Background: Specific nasal provocation tests (NPTs) are indicated in confirming clinically relevant allergy and in the diagnosis of allergic rhinitis. Our objective was to evaluate a Dermatophagoides pteronyssinus (Dp) NPT protocol monitored by Acoustic Rhinometry (AR) and nasal symptom score in children and adolescents. 

Methods: Seventeen patients with allergic rhinitis sensitized to Dermatophagoides pteronyssinus and 15 controls were submitted to NPT with Dp. Acoustic Rhinometry was performed after bilateral instillation of 0.15ml of nasal saline and Dp, 5.000 UBE/ml (1:10000; 1:1000; 1:100; 1:10) until 20% fall in nasal volume in the segment between 0 and 5cm (V5) or nasal symptom score > 3 (0 to 11).
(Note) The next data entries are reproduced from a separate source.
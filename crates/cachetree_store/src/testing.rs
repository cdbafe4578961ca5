// Copyright (c) Microsoft Corporation.
// Licensed under the MIT License.

//! Recording store for tests.
//!
//! [`MockStore`] keeps its entries in a map, records every operation it receives, and can be
//! told to fail selected operations. Batched operations are recorded as a single
//! [`StoreOp`] so tests can assert how many round trips the engine made.

use std::{collections::HashMap, hash::Hash, sync::Arc};

use parking_lot::Mutex;

use crate::{CacheEntry, CacheStore, Error};

/// An operation received by a [`MockStore`].
#[derive(Debug, Clone, PartialEq, Eq)]
pub enum StoreOp<K, V> {
    /// A single-key read.
    Get(K),
    /// A batched read.
    GetMany(Vec<K>),
    /// A single-key write.
    Insert {
        /// The key written.
        key: K,
        /// The entry written.
        entry: CacheEntry<V>,
    },
    /// A batched write.
    InsertMany(Vec<(K, CacheEntry<V>)>),
    /// A single-key removal.
    Invalidate(K),
    /// A batched removal.
    InvalidateMany(Vec<K>),
    /// A full clear.
    Clear,
}

type FailPredicate<K, V> = Box<dyn Fn(&StoreOp<K, V>) -> bool + Send + Sync>;

/// An in-memory [`CacheStore`] that records operations and injects failures.
///
/// Entries never expire; the TTL each entry was written with is visible through
/// [`MockStore::entry`] and the recorded [`StoreOp::Insert`]/[`StoreOp::InsertMany`] operations.
///
/// # Examples
///
/// ```
/// use cachetree_store::testing::{MockStore, StoreOp};
/// use cachetree_store::{CacheEntry, CacheStore};
///
/// # futures::executor::block_on(async {
/// let store = MockStore::<String, i32>::new();
/// store.insert(&"a".to_string(), CacheEntry::new(1)).await.unwrap();
///
/// store.fail_when(|op| matches!(op, StoreOp::InvalidateMany(_)));
/// assert!(store.invalidate_many(&["a".to_string()]).await.is_err());
/// assert!(store.contains_key(&"a".to_string()));
/// # });
/// ```
pub struct MockStore<K, V> {
    data: Arc<Mutex<HashMap<K, CacheEntry<V>>>>,
    operations: Arc<Mutex<Vec<StoreOp<K, V>>>>,
    fail_when: Arc<Mutex<Option<FailPredicate<K, V>>>>,
}

impl<K, V> std::fmt::Debug for MockStore<K, V>
where
    K: std::fmt::Debug,
    V: std::fmt::Debug,
{
    fn fmt(&self, f: &mut std::fmt::Formatter<'_>) -> std::fmt::Result {
        f.debug_struct("MockStore")
            .field("data", &self.data)
            .field("operations", &self.operations)
            .field("fail_when", &self.fail_when.lock().is_some())
            .finish()
    }
}

impl<K, V> Clone for MockStore<K, V> {
    fn clone(&self) -> Self {
        Self {
            data: Arc::clone(&self.data),
            operations: Arc::clone(&self.operations),
            fail_when: Arc::clone(&self.fail_when),
        }
    }
}

impl<K, V> Default for MockStore<K, V> {
    fn default() -> Self {
        Self::new()
    }
}

impl<K, V> MockStore<K, V> {
    /// Creates an empty store.
    #[must_use]
    pub fn new() -> Self {
        Self {
            data: Arc::new(Mutex::new(HashMap::new())),
            operations: Arc::new(Mutex::new(Vec::new())),
            fail_when: Arc::new(Mutex::new(None)),
        }
    }

    /// Returns the number of stored entries.
    #[must_use]
    pub fn entry_count(&self) -> usize {
        self.data.lock().len()
    }
}

impl<K, V> MockStore<K, V>
where
    K: Eq + Hash,
    V: Clone,
{
    /// Returns `true` if an entry is stored under `key`.
    #[must_use]
    pub fn contains_key(&self, key: &K) -> bool {
        self.data.lock().contains_key(key)
    }

    /// Returns a copy of the entry stored under `key`.
    #[must_use]
    pub fn entry(&self, key: &K) -> Option<CacheEntry<V>> {
        self.data.lock().get(key).cloned()
    }
}

impl<K, V> MockStore<K, V>
where
    K: Clone,
    V: Clone,
{
    /// Makes every operation matching `predicate` fail without touching the data.
    pub fn fail_when<F>(&self, predicate: F)
    where
        F: Fn(&StoreOp<K, V>) -> bool + Send + Sync + 'static,
    {
        *self.fail_when.lock() = Some(Box::new(predicate));
    }

    /// Removes the failure predicate.
    pub fn clear_failures(&self) {
        *self.fail_when.lock() = None;
    }

    /// Returns every operation received so far, oldest first.
    #[must_use]
    pub fn operations(&self) -> Vec<StoreOp<K, V>> {
        self.operations.lock().clone()
    }

    /// Forgets the recorded operations.
    pub fn clear_operations(&self) {
        self.operations.lock().clear();
    }

    /// Records `op` and reports whether it must fail.
    fn admit(&self, op: StoreOp<K, V>, name: &'static str) -> Result<(), Error> {
        let fail = self.fail_when.lock().as_ref().is_some_and(|predicate| predicate(&op));
        self.operations.lock().push(op);
        if fail {
            return Err(Error::from_message(format!("mock: {name} failed")));
        }
        Ok(())
    }
}

impl<K, V> CacheStore<K, V> for MockStore<K, V>
where
    K: Clone + Eq + Hash + Send + Sync,
    V: Clone + Send + Sync,
{
    async fn get(&self, key: &K) -> Result<Option<CacheEntry<V>>, Error> {
        self.admit(StoreOp::Get(key.clone()), "get")?;
        Ok(self.data.lock().get(key).cloned())
    }

    async fn insert(&self, key: &K, entry: CacheEntry<V>) -> Result<(), Error> {
        self.admit(
            StoreOp::Insert {
                key: key.clone(),
                entry: entry.clone(),
            },
            "insert",
        )?;
        self.data.lock().insert(key.clone(), entry);
        Ok(())
    }

    async fn invalidate(&self, key: &K) -> Result<(), Error> {
        self.admit(StoreOp::Invalidate(key.clone()), "invalidate")?;
        self.data.lock().remove(key);
        Ok(())
    }

    async fn clear(&self) -> Result<(), Error> {
        self.admit(StoreOp::Clear, "clear")?;
        self.data.lock().clear();
        Ok(())
    }

    async fn get_many(&self, keys: &[K]) -> Result<HashMap<K, CacheEntry<V>>, Error> {
        self.admit(StoreOp::GetMany(keys.to_vec()), "get_many")?;
        let data = self.data.lock();
        Ok(keys
            .iter()
            .filter_map(|key| data.get(key).map(|entry| (key.clone(), entry.clone())))
            .collect())
    }

    async fn insert_many(&self, entries: Vec<(K, CacheEntry<V>)>) -> Result<(), Error> {
        self.admit(StoreOp::InsertMany(entries.clone()), "insert_many")?;
        self.data.lock().extend(entries);
        Ok(())
    }

    async fn invalidate_many(&self, keys: &[K]) -> Result<(), Error> {
        self.admit(StoreOp::InvalidateMany(keys.to_vec()), "invalidate_many")?;
        let mut data = self.data.lock();
        for key in keys {
            data.remove(key);
        }
        Ok(())
    }

    #[expect(clippy::cast_possible_truncation, reason = "entry counts in tests are tiny")]
    fn len(&self) -> Option<u64> {
        Some(self.data.lock().len() as u64)
    }
}

#[cfg(test)]
mod tests {
    use super::*;

    fn block_on<F: std::future::Future>(f: F) -> F::Output {
        futures::executor::block_on(f)
    }

    #[test]
    fn batched_operations_are_recorded_once() {
        block_on(async {
            let store = MockStore::<String, i32>::new();
            store
                .insert_many(vec![("a".to_string(), CacheEntry::new(1)), ("b".to_string(), CacheEntry::new(2))])
                .await
                .unwrap();
            let hits = store.get_many(&["a".to_string(), "c".to_string()]).await.unwrap();
            store.invalidate_many(&["a".to_string(), "b".to_string()]).await.unwrap();

            assert_eq!(hits.len(), 1);
            assert_eq!(store.entry_count(), 0);
            assert_eq!(store.operations().len(), 3);
            assert!(matches!(store.operations()[1], StoreOp::GetMany(ref keys) if keys.len() == 2));
        });
    }

    #[test]
    fn failed_operation_is_recorded_and_leaves_data_untouched() {
        block_on(async {
            let store = MockStore::<String, i32>::new();
            store.insert(&"a".to_string(), CacheEntry::new(1)).await.unwrap();
            store.fail_when(|op| matches!(op, StoreOp::Invalidate(_)));

            assert!(store.invalidate(&"a".to_string()).await.is_err());
            assert!(store.contains_key(&"a".to_string()));
            assert_eq!(store.operations().last(), Some(&StoreOp::Invalidate("a".to_string())));

            store.clear_failures();
            store.invalidate(&"a".to_string()).await.unwrap();
            assert!(!store.contains_key(&"a".to_string()));
        });
    }

    #[test]
    fn clones_share_state() {
        let store = MockStore::<String, i32>::new();
        let clone = store.clone();
        block_on(clone.insert(&"k".to_string(), CacheEntry::new(5))).unwrap();
        assert_eq!(store.entry(&"k".to_string()).map(CacheEntry::into_value), Some(5));
        store.clear_operations();
        assert!(clone.operations().is_empty());
    }
}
Results: Median age was 122 months (108 to 143 months) in controls and 142 months (117 to 156 months) in allergic rhinitis group. At the end of the NPT, the mean V5 fall was 5.7% (-8.7% to 4%) in controls and 22.8% (-24% to -20%) in allergic rhinitis group. None of the 15 controls and 88% (15 of 17 patients) of the allergic rhinitis group had a positive Dp NPT. Considering positive NPTs, 23.5% (4/15) were positive at 1:10000, 35% (6/15) at 1:1000, 23.5% (4/15) at 1:100 and 6% (1/15) at 1:10 concentration. One NPT was considered positive due to symptom score. None of the 32 patients presented bronchial reactions or any pulmonary symptom after NPT.

Conclusions: This protocol has showed to have good specificity and sensitivity to discriminate patients with allergic rhinitis from controls. A simplified protocol with two Dp concentrations (1:1000 and 1:100) seems to be less expensive and less time consuming NPT protocol to be applied in the clinical practice.